Here’s a list of how you may benefit from contrast water therapy:
- Helps reduce feeling fatigued - after intense exercise
- Facilitates recovery by reducing the severity of delayed onset muscle soreness
- Flushes away and prevents excess lactic acid buildup in the muscles
- Promotes lymphatic system pumping action for detoxification
- Improves blood circulation and cardiovascular performance
- Speeds up the healing process for sports injuries and strained joints
- Could lower the likelihood of Alzheimer's disease and dementia
- Promotes a healthy mental state and sense of well-being
- Helps keep skin looking clearer, firmer, and more youthful
When should contrast therapy be used?
Contrast therapy can be practiced just about any time, with many people making it a daily routine.

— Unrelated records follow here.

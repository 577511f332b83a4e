// Home screen: the main menu.

use ratatui::layout::{Constraint, Layout, Rect};
use ratatui::style::{Color, Modifier, Style};
use ratatui::text::{Line, Span};
use ratatui::widgets::{List, ListItem, ListState, Paragraph};
use ratatui::Frame;

use mindmbti_app::protocol::{Route, UserCommand};
use mindmbti_core::mbti::MbtiType;

use super::panel;
use crate::tui::{default_report_type, ViewState};

/// Menu entries in display order. The account entries depend on whether a
/// user is logged in.
pub fn menu_entries(authenticated: bool) -> Vec<(&'static str, UserCommand)> {
    let mut entries = vec![
        ("MBTI 검사하기", UserCommand::Navigate(Route::Test)),
        (
            "기본 리포트",
            UserCommand::Navigate(Route::Report {
                mbti_type: default_report_type(),
            }),
        ),
        ("궁합 분석", UserCommand::Navigate(Route::Compatibility)),
        (
            "직무 매칭",
            UserCommand::Navigate(Route::Career {
                mbti_type: MbtiType::default(),
            }),
        ),
        (
            "공유된 결과 보기",
            UserCommand::Navigate(Route::Share { share_id: None }),
        ),
        ("대시보드", UserCommand::Navigate(Route::Dashboard)),
        ("마이페이지", UserCommand::Navigate(Route::Profile)),
    ];
    if authenticated {
        entries.push(("로그아웃", UserCommand::Logout));
    } else {
        entries.push(("로그인", UserCommand::Navigate(Route::Login)));
        entries.push(("회원가입", UserCommand::Navigate(Route::Register)));
    }
    entries
}

pub fn render(frame: &mut Frame, area: Rect, state: &ViewState) {
    let [header, menu] = Layout::vertical([Constraint::Length(3), Constraint::Min(0)]).areas(area);

    let title = Paragraph::new(vec![
        Line::from(Span::styled(
            "MindMBTI",
            Style::default()
                .fg(Color::Magenta)
                .add_modifier(Modifier::BOLD),
        )),
        Line::from(Span::styled(
            "MBTI 기반 심리 분석 서비스",
            Style::default().fg(Color::Gray),
        )),
    ]);
    frame.render_widget(title, header);

    let items: Vec<ListItem> = menu_entries(state.authenticated)
        .into_iter()
        .map(|(label, _)| ListItem::new(label))
        .collect();
    let list = List::new(items)
        .block(panel("메뉴"))
        .highlight_style(
            Style::default()
                .fg(Color::Black)
                .bg(Color::Magenta)
                .add_modifier(Modifier::BOLD),
        )
        .highlight_symbol("> ");
    let mut list_state = ListState::default().with_selected(Some(state.menu_index));
    frame.render_stateful_widget(list, menu, &mut list_state);
}

// ---------------------------------------------------------------------------
// Tests
// ---------------------------------------------------------------------------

The best time for a contrast therapy session is directly after an intense workout, which will help prevent post-workout soreness and inflammation.
There are some times when contrast therapy shouldn’t be practiced, such as when you’ve suffered from heat stroke (hyperthermia) or when you’ve suffered injuries to the skin that may be adversely affected. Also, when you’ve been dealing with cardiovascular issues like a heart attack recently, it’s best to avoid extreme swings in temperature. Always consult your doctor before starting contrast therapy.
How often should you do contrast baths?
Contrast baths can be taken every day when you enjoy the many benefits. In fact, the more regular and frequent your contrast bath therapy sessions, the greater the long-term benefits. Many of the studies conducted on using contrast bath therapy have found significant differences between those who only dabble in the practice off and on and those who perform it at least four days a week on average.
With that said, everyone has a different response to contrast therapy. While most people don’t have any trouble hopping into a nice hot bath, many people find it difficult to take a polar plunge into frigid bath waters. It’s best to take things at your own pace when getting started to ensure your ability to maintain the practice long-term.